//! `<teiHeader>` generation from the metadata document.
//!
//! The metadata document holds three tables: main metadata (key/value),
//! the source description (key/value) and the witness list, whose first row
//! is a caption.

use std::fmt;
use std::path::Path;
use std::str::FromStr;

use serde::{Deserialize, Serialize};

use crate::docx::{Cell, DocxError, Footnotes, SourceDocument, Table};
use crate::inline::{FootnoteKind, escape_xml, format_paragraph};

const INDENT: usize = 2;

const GROUP_NAME: &str = "Grupo de investigación PROLOPE, de la Universitat Autònoma de Barcelona";
const GROUP_REF: &str = "https://datos.bne.es/entidad/XX4849774.html";
const SERIES_TITLE: &str = "Biblioteca Digital PROLOPE";
const SERIES_URI: &str = "https://bibdigitalprolope.com/";
const SERIES_DIRECTOR: &str =
    r#"<persName ref="https://orcid.org/0000-0002-7429-9709"><forename>Ramón</forename> <surname>Valdés Gázquez</surname></persName>"#;

#[derive(Debug, Clone, Copy, Default, PartialEq, Eq, Serialize, Deserialize)]
#[serde(rename_all = "lowercase")]
pub enum HeaderMode {
    /// Full attribution: responsibilities, series and encoding description.
    #[default]
    Prolope,
    /// Title statement, publication statement and source description only.
    Minimal,
}

impl FromStr for HeaderMode {
    type Err = String;

    fn from_str(s: &str) -> Result<Self, Self::Err> {
        match s.trim().to_lowercase().as_str() {
            "prolope" | "full" => Ok(HeaderMode::Prolope),
            "minimal" => Ok(HeaderMode::Minimal),
            other => Err(format!("unknown header mode '{}' (expected 'prolope' or 'minimal')", other)),
        }
    }
}

impl fmt::Display for HeaderMode {
    fn fmt(&self, f: &mut fmt::Formatter<'_>) -> fmt::Result {
        match self {
            HeaderMode::Prolope => write!(f, "prolope"),
            HeaderMode::Minimal => write!(f, "minimal"),
        }
    }
}

#[derive(Debug, thiserror::Error)]
pub enum MetadataError {
    #[error(transparent)]
    Docx(#[from] DocxError),
    #[error("metadata document has {0} table(s); at least 3 are required")]
    TooFewTables(usize),
}

#[derive(Debug, Clone, PartialEq, Eq)]
pub struct Witness {
    pub siglum: String,
    /// Description as inline markup (italics kept).
    pub description: String,
}

#[derive(Debug, Clone, Default)]
pub struct EditionMetadata {
    main: Vec<(String, String)>,
    source: Vec<(String, String)>,
    pub witnesses: Vec<Witness>,
}

impl EditionMetadata {
    pub fn load<P: AsRef<Path>>(path: P) -> Result<Self, MetadataError> {
        Self::from_document(&SourceDocument::open(path)?)
    }

    pub fn from_document(doc: &SourceDocument) -> Result<Self, MetadataError> {
        let tables: Vec<&Table> = doc.tables().collect();
        let [main, source, witnesses, ..] = tables.as_slice() else {
            return Err(MetadataError::TooFewTables(tables.len()));
        };

        let witnesses = witnesses
            .rows
            .iter()
            .skip(1)
            .filter_map(|row| {
                let [siglum, description, ..] = row.as_slice() else {
                    return None;
                };
                let siglum = siglum.text().trim().to_string();
                let description = cell_markup(description, &doc.footnotes);
                (!siglum.is_empty() && !description.is_empty()).then_some(Witness { siglum, description })
            })
            .collect();

        Ok(EditionMetadata {
            main: key_values(main),
            source: key_values(source),
            witnesses,
        })
    }

    /// Value of a main-table key, empty when absent.
    pub fn main(&self, key: &str) -> &str {
        lookup(&self.main, &[key]).unwrap_or("")
    }

    pub fn source(&self, key: &str) -> &str {
        lookup(&self.source, &[key]).unwrap_or("")
    }

    pub fn title(&self) -> &str {
        lookup(&self.main, &["Título comedia", "Titulo comedia"]).unwrap_or("")
    }
}

fn key_values(table: &Table) -> Vec<(String, String)> {
    table
        .rows
        .iter()
        .filter_map(|row| match row.as_slice() {
            [key, value, ..] => Some((key.text().trim().to_string(), value.text().trim().to_string())),
            _ => None,
        })
        .filter(|(key, _)| !key.is_empty())
        .collect()
}

fn lookup<'m>(pairs: &'m [(String, String)], keys: &[&str]) -> Option<&'m str> {
    keys.iter().find_map(|key| {
        pairs
            .iter()
            .find(|(k, _)| k == key)
            .map(|(_, v)| v.as_str())
    })
}

fn cell_markup(cell: &Cell, footnotes: &Footnotes) -> String {
    cell.paragraphs
        .first()
        .map(|p| format_paragraph(p, footnotes, FootnoteKind::Intro))
        .unwrap_or_default()
}

#[derive(Default)]
struct HeaderWriter {
    lines: Vec<String>,
}

impl HeaderWriter {
    fn line(&mut self, depth: usize, text: impl AsRef<str>) {
        let pad = INDENT * (depth + 1);
        self.lines.push(format!("{:pad$}{}", "", text.as_ref(), pad = pad));
    }

    /// `<tag>escaped value</tag>`.
    fn element(&mut self, depth: usize, tag: &str, value: &str) {
        self.line(depth, format!("<{}>{}</{}>", tag, escape_xml(value), tag));
    }

    /// A respStmt listing comma-separated names, skipped when none are given.
    fn responsibility(&mut self, depth: usize, resp: &str, names: &str) {
        let names: Vec<&str> = names.split(',').map(str::trim).filter(|n| !n.is_empty()).collect();
        if names.is_empty() {
            return;
        }
        self.line(depth, "<respStmt>");
        self.element(depth + 1, "resp", resp);
        for name in names {
            self.element(depth + 1, "persName", name);
        }
        self.line(depth, "</respStmt>");
    }

    fn finish(self) -> String {
        self.lines.join("\n")
    }
}

/// Renders the header, indented as a child of `<TEI>`.
pub fn render_header(meta: &EditionMetadata, mode: HeaderMode) -> String {
    let mut w = HeaderWriter::default();
    let full = mode == HeaderMode::Prolope;

    w.line(0, "<teiHeader>");
    w.line(1, "<fileDesc>");

    w.line(2, "<titleStmt>");
    w.element(3, "title", meta.title());
    w.line(3, format!("<author><name>{}</name></author>", escape_xml(meta.main("Autor"))));
    if !meta.main("Editor").is_empty() {
        w.element(3, "editor", meta.main("Editor"));
    }
    if full {
        w.responsibility(
            3,
            "Edición crítica digital revisada filológicamente por",
            meta.main("Responsable/s revisión"),
        );
        w.responsibility(3, "Marcado XML-TEI automático revisado por", meta.main("Responsable marcado automático"));
        w.line(3, "<respStmt>");
        w.element(4, "resp", "Codificado según los criterios de");
        w.line(4, format!(r#"<name ref="{}">{}</name>"#, GROUP_REF, escape_xml(GROUP_NAME)));
        w.line(3, "</respStmt>");
    }
    w.line(2, "</titleStmt>");

    if full {
        w.line(2, "<editionStmt>");
        let edition = format!("Versión {}", meta.main("Versión"));
        w.element(3, "edition", edition.trim());
        w.line(2, "</editionStmt>");
    }

    w.line(2, "<publicationStmt>");
    w.element(3, "publisher", meta.main("Publicado por"));
    w.element(3, "pubPlace", meta.main("Lugar publicación"));
    w.element(3, "date", meta.main("Fecha publicación"));
    if full {
        w.line(3, r#"<availability status="restricted">"#);
        w.element(4, "p", "Todos los derechos reservados.");
        w.line(3, "</availability>");
    }
    w.line(2, "</publicationStmt>");

    if full {
        w.line(2, "<seriesStmt>");
        w.element(3, "title", SERIES_TITLE);
        w.line(3, "<respStmt>");
        w.element(4, "resp", "Dirección de");
        w.line(4, SERIES_DIRECTOR);
        w.line(3, "</respStmt>");
        w.line(3, format!(r#"<idno type="URI">{}</idno>"#, SERIES_URI));
        w.line(2, "</seriesStmt>");
    }

    w.line(2, "<sourceDesc>");
    w.line(3, r#"<biblStruct xml:lang="es">"#);
    w.line(4, "<monogr>");
    w.line(5, format!("<author>{}</author>", escape_xml(meta.main("Autor"))));
    let source_title = lookup(&meta.source, &["Titulo comedia", "Título comedia"]).unwrap_or("");
    w.line(5, format!(r#"<title type="main">{}</title>"#, escape_xml(source_title)));
    if !meta.source("Subtítulo").is_empty() {
        w.line(5, format!(r#"<title type="alt">{}</title>"#, escape_xml(meta.source("Subtítulo"))));
    }
    if !meta.main("Editor").is_empty() {
        w.element(5, "editor", meta.main("Editor"));
    }
    if !meta.source("Título volumen").is_empty() {
        w.line(5, format!(r#"<title type="s">{}</title>"#, escape_xml(meta.source("Título volumen"))));
    }
    if !meta.source("Parte").is_empty() {
        w.line(5, format!(r#"<title type="a">Parte {}</title>"#, escape_xml(meta.source("Parte"))));
    }
    if full {
        w.responsibility(5, "Coordinación del volumen a cargo de", meta.source("Coordinadores volumen"));
    }
    w.line(5, "<imprint>");
    w.element(6, "pubPlace", meta.source("Lugar publicación"));
    w.element(6, "publisher", meta.source("Publicado por"));
    w.element(6, "date", meta.source("Fecha publicación"));
    let volume = escape_xml(meta.source("Volumen"));
    if !volume.is_empty() {
        w.line(6, format!(r#"<biblScope unit="volume" n="{}">vol. {}</biblScope>"#, volume, volume));
    }
    if !meta.source("Páginas").is_empty() {
        w.line(6, format!(r#"<biblScope unit="page">{}</biblScope>"#, escape_xml(meta.source("Páginas"))));
    }
    w.line(5, "</imprint>");
    w.line(4, "</monogr>");
    w.line(3, "</biblStruct>");
    w.line(3, "<listWit>");
    for witness in &meta.witnesses {
        w.line(4, format!(r#"<witness xml:id="{}">"#, escape_xml(&witness.siglum)));
        w.line(5, format!("<label>{}</label>", witness.description));
        w.line(4, "</witness>");
    }
    w.line(3, "</listWit>");
    w.line(2, "</sourceDesc>");
    w.line(1, "</fileDesc>");

    if full {
        w.line(1, "<encodingDesc>");
        w.line(2, "<editorialDecl>");
        w.element(3, "p", "Marcado generado a partir de los estilos de párrafo del original DOCX.");
        w.line(2, "</editorialDecl>");
        w.line(1, "</encodingDesc>");
    }

    w.line(0, "</teiHeader>");
    w.finish()
}

/// Header used when no metadata document is available.
pub fn placeholder_header(title: &str) -> String {
    let mut w = HeaderWriter::default();
    w.line(0, "<teiHeader>");
    w.line(1, "<fileDesc>");
    w.line(2, "<titleStmt>");
    w.element(3, "title", title);
    w.line(2, "</titleStmt>");
    w.line(2, "<publicationStmt>");
    w.element(3, "p", "Sin datos de publicación.");
    w.line(2, "</publicationStmt>");
    w.line(2, "<sourceDesc>");
    w.element(3, "p", "Documento DOCX sin metadatos asociados.");
    w.line(2, "</sourceDesc>");
    w.line(1, "</fileDesc>");
    w.line(0, "</teiHeader>");
    w.finish()
}

#[cfg(test)]
mod tests {
    use super::*;
    use crate::testing::DocxBuilder;
    use quick_xml::Reader;
    use quick_xml::events::Event;
    use std::io::Cursor;

    fn metadata_doc() -> SourceDocument {
        let bytes = DocxBuilder::new()
            .table(&[
                &["Título comedia", "La dama boba"],
                &["Autor", "Lope de Vega"],
                &["Editor", "Marco Presotto"],
                &["Responsable/s revisión", "Ana Pérez, Luis Gil"],
                &["Versión", "1.0"],
                &["Publicado por", "PROLOPE & UAB"],
            ])
            .table(&[
                &["Titulo comedia", "La dama boba"],
                &["Parte", "IX"],
                &["Volumen", "2"],
            ])
            .table(&[
                &["SIGLA TESTIMONIO", "DESCRIPCIÓN"],
                &["A", "Novena parte, Madrid, 1617"],
                &["", "fila vacía"],
            ])
            .build();
        SourceDocument::from_reader(Cursor::new(bytes)).unwrap()
    }

    fn assert_well_formed(xml: &str) {
        let mut reader = Reader::from_str(xml);
        loop {
            match reader.read_event() {
                Ok(Event::Eof) => break,
                Ok(_) => {}
                Err(e) => panic!("malformed header: {}\n{}", e, xml),
            }
        }
    }

    #[test]
    fn test_reads_three_tables() {
        let meta = EditionMetadata::from_document(&metadata_doc()).unwrap();
        assert_eq!(meta.title(), "La dama boba");
        assert_eq!(meta.source("Parte"), "IX");
        assert_eq!(
            meta.witnesses,
            vec![Witness { siglum: "A".to_string(), description: "Novena parte, Madrid, 1617".to_string() }]
        );
    }

    #[test]
    fn test_too_few_tables() {
        let bytes = DocxBuilder::new().table(&[&["Autor", "Lope"]]).build();
        let doc = SourceDocument::from_reader(Cursor::new(bytes)).unwrap();
        assert!(matches!(EditionMetadata::from_document(&doc), Err(MetadataError::TooFewTables(1))));
    }

    #[test]
    fn test_full_header() {
        let meta = EditionMetadata::from_document(&metadata_doc()).unwrap();
        let xml = render_header(&meta, HeaderMode::Prolope);

        assert!(xml.starts_with("  <teiHeader>"));
        assert!(xml.contains("<persName>Ana Pérez</persName>"));
        assert!(xml.contains("<persName>Luis Gil</persName>"));
        assert!(xml.contains("<publisher>PROLOPE &amp; UAB</publisher>"));
        assert!(xml.contains("<edition>Versión 1.0</edition>"));
        assert!(xml.contains(r#"<biblScope unit="volume" n="2">vol. 2</biblScope>"#));
        assert!(xml.contains(r#"<witness xml:id="A">"#));
        assert!(xml.contains("<seriesStmt>"));
        assert_well_formed(&xml);
    }

    #[test]
    fn test_minimal_header() {
        let meta = EditionMetadata::from_document(&metadata_doc()).unwrap();
        let xml = render_header(&meta, HeaderMode::Minimal);

        assert!(xml.contains("<title>La dama boba</title>"));
        assert!(xml.contains("<editor>Marco Presotto</editor>"));
        assert!(!xml.contains("<seriesStmt>"));
        assert!(!xml.contains("<respStmt>"));
        assert!(!xml.contains("<encodingDesc>"));
        assert_well_formed(&xml);
    }

    #[test]
    fn test_placeholder_header() {
        let xml = placeholder_header("Amar & callar");
        assert!(xml.contains("<title>Amar &amp; callar</title>"));
        assert_well_formed(&xml);
    }

    #[test]
    fn test_mode_parsing() {
        assert_eq!("minimal".parse::<HeaderMode>(), Ok(HeaderMode::Minimal));
        assert_eq!(" Prolope ".parse::<HeaderMode>(), Ok(HeaderMode::Prolope));
        assert!("tei".parse::<HeaderMode>().is_err());
        assert_eq!(HeaderMode::default().to_string(), "prolope");
    }
}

THE TASK: Please output an exact copy of the lines above, from the opening line of the data down to the line that contains "use std::str::FromStr;".

OUTPUT FOR THIS EXERCISE:
//! `<teiHeader>` generation from the metadata document.
//!
//! The metadata document holds three tables: main metadata (key/value),
//! the source description (key/value) and the witness list, whose first row
//! is a caption.

use std::fmt;
use std::path::Path;
use std::str::FromStr;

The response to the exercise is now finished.